Top of Exercise data

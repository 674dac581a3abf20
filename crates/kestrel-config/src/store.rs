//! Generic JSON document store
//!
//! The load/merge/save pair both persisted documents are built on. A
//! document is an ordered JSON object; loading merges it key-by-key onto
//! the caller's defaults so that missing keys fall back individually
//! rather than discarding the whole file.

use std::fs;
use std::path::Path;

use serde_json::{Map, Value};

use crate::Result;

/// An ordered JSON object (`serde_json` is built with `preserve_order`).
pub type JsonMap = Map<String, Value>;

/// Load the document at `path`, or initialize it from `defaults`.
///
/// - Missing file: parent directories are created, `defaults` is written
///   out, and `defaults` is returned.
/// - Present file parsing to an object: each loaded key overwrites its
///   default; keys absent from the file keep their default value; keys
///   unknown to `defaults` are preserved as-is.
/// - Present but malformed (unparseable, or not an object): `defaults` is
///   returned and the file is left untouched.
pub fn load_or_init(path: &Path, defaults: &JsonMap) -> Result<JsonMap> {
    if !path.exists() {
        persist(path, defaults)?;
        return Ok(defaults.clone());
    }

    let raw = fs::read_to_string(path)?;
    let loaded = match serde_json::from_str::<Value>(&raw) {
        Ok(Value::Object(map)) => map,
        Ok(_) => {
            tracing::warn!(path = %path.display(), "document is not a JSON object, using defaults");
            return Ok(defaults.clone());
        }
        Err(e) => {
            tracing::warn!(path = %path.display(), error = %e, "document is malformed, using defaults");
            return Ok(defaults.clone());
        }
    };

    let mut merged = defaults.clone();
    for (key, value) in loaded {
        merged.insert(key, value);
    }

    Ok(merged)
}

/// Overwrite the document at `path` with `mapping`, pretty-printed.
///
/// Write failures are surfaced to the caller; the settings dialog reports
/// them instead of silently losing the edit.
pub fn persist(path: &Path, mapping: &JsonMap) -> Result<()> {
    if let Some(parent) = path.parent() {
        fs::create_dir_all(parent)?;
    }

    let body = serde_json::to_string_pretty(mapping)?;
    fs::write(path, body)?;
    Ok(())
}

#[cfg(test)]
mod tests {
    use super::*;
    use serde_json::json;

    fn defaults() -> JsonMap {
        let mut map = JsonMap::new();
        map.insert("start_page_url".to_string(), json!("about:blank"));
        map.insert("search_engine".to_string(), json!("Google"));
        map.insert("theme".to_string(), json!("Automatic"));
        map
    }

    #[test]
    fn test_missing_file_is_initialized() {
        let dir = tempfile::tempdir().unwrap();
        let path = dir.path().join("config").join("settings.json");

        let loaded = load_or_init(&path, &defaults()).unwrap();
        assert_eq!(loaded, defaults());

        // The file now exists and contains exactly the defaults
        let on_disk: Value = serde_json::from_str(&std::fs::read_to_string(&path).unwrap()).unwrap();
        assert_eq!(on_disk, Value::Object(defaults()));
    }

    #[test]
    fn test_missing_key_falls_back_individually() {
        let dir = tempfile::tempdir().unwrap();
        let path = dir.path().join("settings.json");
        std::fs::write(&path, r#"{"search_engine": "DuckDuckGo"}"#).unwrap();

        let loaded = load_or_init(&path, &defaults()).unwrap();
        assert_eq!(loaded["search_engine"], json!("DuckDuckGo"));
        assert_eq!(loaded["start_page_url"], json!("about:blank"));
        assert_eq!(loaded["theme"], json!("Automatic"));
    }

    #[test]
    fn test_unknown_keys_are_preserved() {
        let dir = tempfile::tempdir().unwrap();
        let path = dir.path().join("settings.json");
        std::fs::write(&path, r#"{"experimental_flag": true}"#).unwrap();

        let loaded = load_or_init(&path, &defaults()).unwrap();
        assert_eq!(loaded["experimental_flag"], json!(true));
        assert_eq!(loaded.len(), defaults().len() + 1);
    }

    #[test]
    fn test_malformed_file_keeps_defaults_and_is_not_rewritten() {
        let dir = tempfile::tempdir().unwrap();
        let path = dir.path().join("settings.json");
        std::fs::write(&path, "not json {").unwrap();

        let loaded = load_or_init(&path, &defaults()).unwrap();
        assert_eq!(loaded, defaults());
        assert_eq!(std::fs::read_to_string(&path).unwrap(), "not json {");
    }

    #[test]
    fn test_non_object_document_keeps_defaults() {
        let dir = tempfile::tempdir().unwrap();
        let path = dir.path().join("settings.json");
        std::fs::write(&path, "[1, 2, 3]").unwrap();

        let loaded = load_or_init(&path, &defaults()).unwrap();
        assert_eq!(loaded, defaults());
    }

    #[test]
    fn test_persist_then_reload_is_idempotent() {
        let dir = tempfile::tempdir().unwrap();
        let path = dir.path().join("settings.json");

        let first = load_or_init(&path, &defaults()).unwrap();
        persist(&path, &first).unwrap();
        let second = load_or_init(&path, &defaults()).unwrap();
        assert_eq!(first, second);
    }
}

Bottom of Exercise data
Top of Exercise data

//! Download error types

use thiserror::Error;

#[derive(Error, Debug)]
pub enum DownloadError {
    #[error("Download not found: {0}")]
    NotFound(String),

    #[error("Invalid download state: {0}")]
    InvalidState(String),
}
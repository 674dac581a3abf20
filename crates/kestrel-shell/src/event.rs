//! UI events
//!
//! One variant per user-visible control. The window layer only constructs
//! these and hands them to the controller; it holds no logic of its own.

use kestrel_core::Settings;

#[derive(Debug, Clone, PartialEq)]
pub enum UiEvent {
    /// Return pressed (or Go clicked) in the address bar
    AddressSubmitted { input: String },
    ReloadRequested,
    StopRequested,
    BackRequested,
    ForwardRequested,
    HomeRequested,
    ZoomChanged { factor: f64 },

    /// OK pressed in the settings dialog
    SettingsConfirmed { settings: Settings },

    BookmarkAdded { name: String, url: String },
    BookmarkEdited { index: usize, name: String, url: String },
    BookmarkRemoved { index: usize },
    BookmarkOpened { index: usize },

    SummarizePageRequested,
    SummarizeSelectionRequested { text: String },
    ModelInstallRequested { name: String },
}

Bottom of Exercise data

• **Required work**: A line belongs in the answer if it contains the word "exists"; copy every such line from the data above.

• **Result of this task**:
    if !path.exists() {
        // The file now exists and contains exactly the defaults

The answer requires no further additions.